Segment Start: DATA EXCERPTS

//! The merge engine: keyed-container merge and positional sequence merge.

use arbor_ext::{ExtensionFactory, WorldState};
use arbor_index::Indices;
use arbor_tree::{Tree, TreeError};
use arbor_types::{kind, MergeMode, NodeHandle, Serial, SerialClock};
use tracing::debug;

use crate::align::{align, AlignedSlot, Element, Family};
use crate::error::{MergeError, MergeResult};

/// One merge call's working state: the persistent tree being mutated, the
/// incoming disposable tree, and the environment facilities the merge
/// consults along the way.
///
/// The engine runs synchronously to completion; on error the persistent
/// tree may be partially updated, and the application restores the affected
/// scope from persistence.
pub struct MergeEngine<'a> {
    tree: &'a mut Tree,
    other: &'a Tree,
    clock: &'a SerialClock,
    indices: &'a mut Indices,
    factory: &'a ExtensionFactory,
    world: &'a WorldState,
    mode: MergeMode,
}

impl<'a> MergeEngine<'a> {
    #[allow(clippy::too_many_arguments)]
    pub fn new(
        tree: &'a mut Tree,
        other: &'a Tree,
        clock: &'a SerialClock,
        indices: &'a mut Indices,
        factory: &'a ExtensionFactory,
        world: &'a WorldState,
        mode: MergeMode,
    ) -> Self {
        Self {
            tree,
            other,
            clock,
            indices,
            factory,
            world,
            mode,
        }
    }

    /// Fold the subtree at `n1` in the incoming tree into the persistent
    /// node `n0`.
    pub fn merge(&mut self, n0: NodeHandle, n1: NodeHandle) -> MergeResult<()> {
        debug!(at = %n0, incoming = %n1, mode = %self.mode, "merge");
        self.visit(n0, n1)
    }

    fn visit(&mut self, n0: NodeHandle, n1: NodeHandle) -> MergeResult<()> {
        if self.is_keyed_pair(n0, n1)? {
            self.merge_keyed(n0, n1)
        } else {
            self.merge_sequence(n0, n1)
        }
    }

    /// A pair merges as a keyed set when both sides are namespace-like
    /// declarations, or both are extension/primitive/empty containers.
    /// Childless non-declaration pairs are leaves and reconcile by serial
    /// in the positional path instead.
    fn is_keyed_pair(&self, n0: NodeHandle, n1: NodeHandle) -> MergeResult<bool> {
        let a = self.tree.get(n0)?;
        let b = self.other.get(n1)?;
        Ok(match (a.value.ast_kind(), b.value.ast_kind()) {
            (Some(k0), Some(k1)) => kind::is_keyed(k0) && kind::is_keyed(k1),
            (None, None) => !(a.sub.is_empty() && b.sub.is_empty()),
            _ => false,
        })
    }

    // ---------------------------------------------------------------
    // Keyed merge
    // ---------------------------------------------------------------

    /// Merge an order-insensitive child set: each incoming child is looked
    /// up by `(kind, id)` for declarations and `(id, type_hash)` otherwise;
    /// hits recurse, misses are adopted. Children are never removed here,
    /// since a reopened namespace only grows across files.
    fn merge_keyed(&mut self, n0: NodeHandle, n1: NodeHandle) -> MergeResult<()> {
        let incoming = self.other.get(n1)?.sub.clone();
        for c1 in incoming {
            let (ast_kind, id, type_hash) = {
                let child = self.other.get(c1)?;
                (child.value.ast_kind(), child.id.clone(), child.type_hash)
            };
            let found = match ast_kind {
                Some(k) => self.tree.ast_find(n0, k, &id),
                None => self.tree.find_child_typed(n0, &id, type_hash),
            };
            match found {
                Some(c0) => self.visit(c0, c1)?,
                None => {
                    let adopted =
                        self.tree
                            .adopt_from(n0, self.other, c1, self.factory, self.clock)?;
                    self.merge_visit_post(adopted)?;
                    self.tree.get_mut(n0)?.serial = self.clock.next();
                }
            }
        }
        Ok(())
    }

    // ---------------------------------------------------------------
    // Sequence merge
    // ---------------------------------------------------------------

    fn merge_sequence(&mut self, n0: NodeHandle, n1: NodeHandle) -> MergeResult<()> {
        let s0 = self.tree.get(n0)?.serial;
        let s1 = self.other.get(n1)?.serial;
        if s0 == s1 {
            // Equal stamps mean known-identical sides.
            return Ok(());
        }
        if s0.is_unstamped() {
            return Err(MergeError::UnstampedNode(n0));
        }
        if s1.is_unstamped() {
            return Err(MergeError::UnstampedNode(n1));
        }

        let n0_children = self.tree.get(n0)?.sub.clone();
        let n1_children = self.other.get(n1)?.sub.clone();
        if n0_children.is_empty() && n1_children.is_empty() {
            return self.reconcile_leaf(n0, n1, s0, s1);
        }

        let pri_is_persistent = if self.mode.favors_fresh() {
            s0 > s1
        } else {
            s0 < s1
        };

        // The recursion below requires child serials; persistent children
        // that were never stamped inherit the parent's stamp.
        if pri_is_persistent {
            for &c in &n0_children {
                let child = self.tree.get_mut(c)?;
                if child.serial.is_unstamped() {
                    child.serial = s0;
                }
            }
        }

        let (pri_handles, sec_handles) = if pri_is_persistent {
            (&n0_children, &n1_children)
        } else {
            (&n1_children, &n0_children)
        };
        let pri_elems = if pri_is_persistent {
            elements_of(self.tree, pri_handles)?
        } else {
            elements_of(self.other, pri_handles)?
        };
        let sec_elems = if pri_is_persistent {
            elements_of(self.other, sec_handles)?
        } else {
            elements_of(self.tree, sec_handles)?
        };

        let slots = align(&pri_elems, &sec_elems)
            .ok_or(MergeError::UnrecoverableTopology { parent: n0 })?;

        // Field reconciliation on the pair itself. Only a real payload
        // difference consumes a serial.
        let mut minted = false;
        let copies_in = match self.mode {
            MergeMode::OverwriteOld | MergeMode::UpdateSubset => s0 < s1,
            MergeMode::KeepOld => s0 > s1,
        };
        if copies_in && !self.tree.get(n0)?.payload_same(self.other.get(n1)?) {
            let src = self.other.get(n1)?;
            let dst = self.tree.get_mut(n0)?;
            dst.copy_payload_from(src, self.factory)
                .map_err(TreeError::from)?;
            dst.serial = self.clock.next();
            minted = true;
        }

        // Resolve the aligned shape into (persistent, incoming) sides.
        let resolved: Vec<(Option<NodeHandle>, Option<NodeHandle>)> = slots
            .iter()
            .map(|s| match *s {
                AlignedSlot::Pair { pri, sec } => {
                    if pri_is_persistent {
                        (Some(pri_handles[pri]), Some(sec_handles[sec]))
                    } else {
                        (Some(sec_handles[sec]), Some(pri_handles[pri]))
                    }
                }
                AlignedSlot::PriOnly(p) => {
                    if pri_is_persistent {
                        (Some(pri_handles[p]), None)
                    } else {
                        (None, Some(pri_handles[p]))
                    }
                }
                AlignedSlot::SecInsert(s) => {
                    if pri_is_persistent {
                        (None, Some(sec_handles[s]))
                    } else {
                        (Some(sec_handles[s]), None)
                    }
                }
            })
            .collect();

        // Rewrite the persistent child list to the aligned shape.
        let mut new_sub: Vec<NodeHandle> = Vec::with_capacity(resolved.len());
        for (persistent, incoming) in resolved {
            match (persistent, incoming) {
                (Some(p), Some(i)) => {
                    self.ensure_ext_initialized(p)?;
                    let before = self.tree.get(p)?.serial;
                    self.visit(p, i)?;
                    if self.tree.get(p)?.serial != before && !minted {
                        self.tree.get_mut(n0)?.serial = self.clock.next();
                        minted = true;
                    }
                    new_sub.push(p);
                }
                (Some(p), None) => new_sub.push(p),
                (None, Some(i)) => {
                    let adopted =
                        self.tree
                            .adopt_from(n0, self.other, i, self.factory, self.clock)?;
                    self.merge_visit_post(adopted)?;
                    new_sub.push(adopted);
                    if !minted {
                        self.tree.get_mut(n0)?.serial = self.clock.next();
                        minted = true;
                    }
                }
                (None, None) => {}
            }
        }

        // Persistent children absent from the shape are gone: tear down
        // and destroy, and record the shape change on the parent.
        let current = self.tree.get(n0)?.sub.clone();
        let mut removed = false;
        for c in current {
            if !new_sub.contains(&c) {
                self.tree.remove_child(n0, c)?;
                removed = true;
            }
        }
        if removed && !minted {
            self.tree.get_mut(n0)?.serial = self.clock.next();
        }
        self.tree.get_mut(n0)?.sub = new_sub;
        Ok(())
    }

    /// Leaf pair: the winning side's fields are adopted wholesale, serial
    /// included, so a repeated merge short-circuits on equal stamps.
    fn reconcile_leaf(
        &mut self,
        n0: NodeHandle,
        n1: NodeHandle,
        s0: Serial,
        s1: Serial,
    ) -> MergeResult<()> {
        let copies_in = match self.mode {
            MergeMode::OverwriteOld | MergeMode::UpdateSubset => s0 < s1,
            MergeMode::KeepOld => s0 > s1,
        };
        if copies_in {
            let src = self.other.get(n1)?;
            let dst = self.tree.get_mut(n0)?;
            dst.copy_payload_from(src, self.factory)
                .map_err(TreeError::from)?;
            dst.serial = s1;
        }
        Ok(())
    }

    // ---------------------------------------------------------------
    // Post-adoption
    // ---------------------------------------------------------------

    /// Register every node of a freshly adopted subtree in the indices and
    /// bring its extensions up.
    fn merge_visit_post(&mut self, h: NodeHandle) -> MergeResult<()> {
        let order: Vec<NodeHandle> = self.tree.descendants(h).collect();
        for node in order {
            self.indices.refresh_node(self.tree, self.clock, node)?;
            self.ensure_ext_initialized(node)?;
        }
        Ok(())
    }

    /// Initialize a node's extension if present; a refusal degrades the
    /// node to "extension empty" instead of failing the merge.
    fn ensure_ext_initialized(&mut self, h: NodeHandle) -> MergeResult<()> {
        let node = self.tree.get_mut(h)?;
        let refused = match node.ext.as_mut() {
            Some(ext) => !ext.ensure_initialized(self.world),
            None => false,
        };
        if refused {
            debug!(node = %h, "extension refused to initialize, degrading");
            node.ext = None;
        }
        Ok(())
    }
}

fn elements_of(tree: &Tree, children: &[NodeHandle]) -> MergeResult<Vec<Element>> {
    children
        .iter()
        .map(|&c| {
            let node = tree.get(c)?;
            Ok(if node.value.is_ast() {
                Element {
                    family: Family::Source,
                    hash: tree.source_hash(c)?,
                }
            } else {
                Element {
                    family: Family::Extension,
                    hash: tree.total_hash(c)?,
                }
            })
        })
        .collect()
}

Segment End: DATA EXCERPTS

DIRECTIONS: Beginning at the top of the data, extract each line through the line containing "use tracing::debug;" and return those lines exactly, with nothing added.

ANSWER SPACE:
//! The merge engine: keyed-container merge and positional sequence merge.

use arbor_ext::{ExtensionFactory, WorldState};
use arbor_index::Indices;
use arbor_tree::{Tree, TreeError};
use arbor_types::{kind, MergeMode, NodeHandle, Serial, SerialClock};
use tracing::debug;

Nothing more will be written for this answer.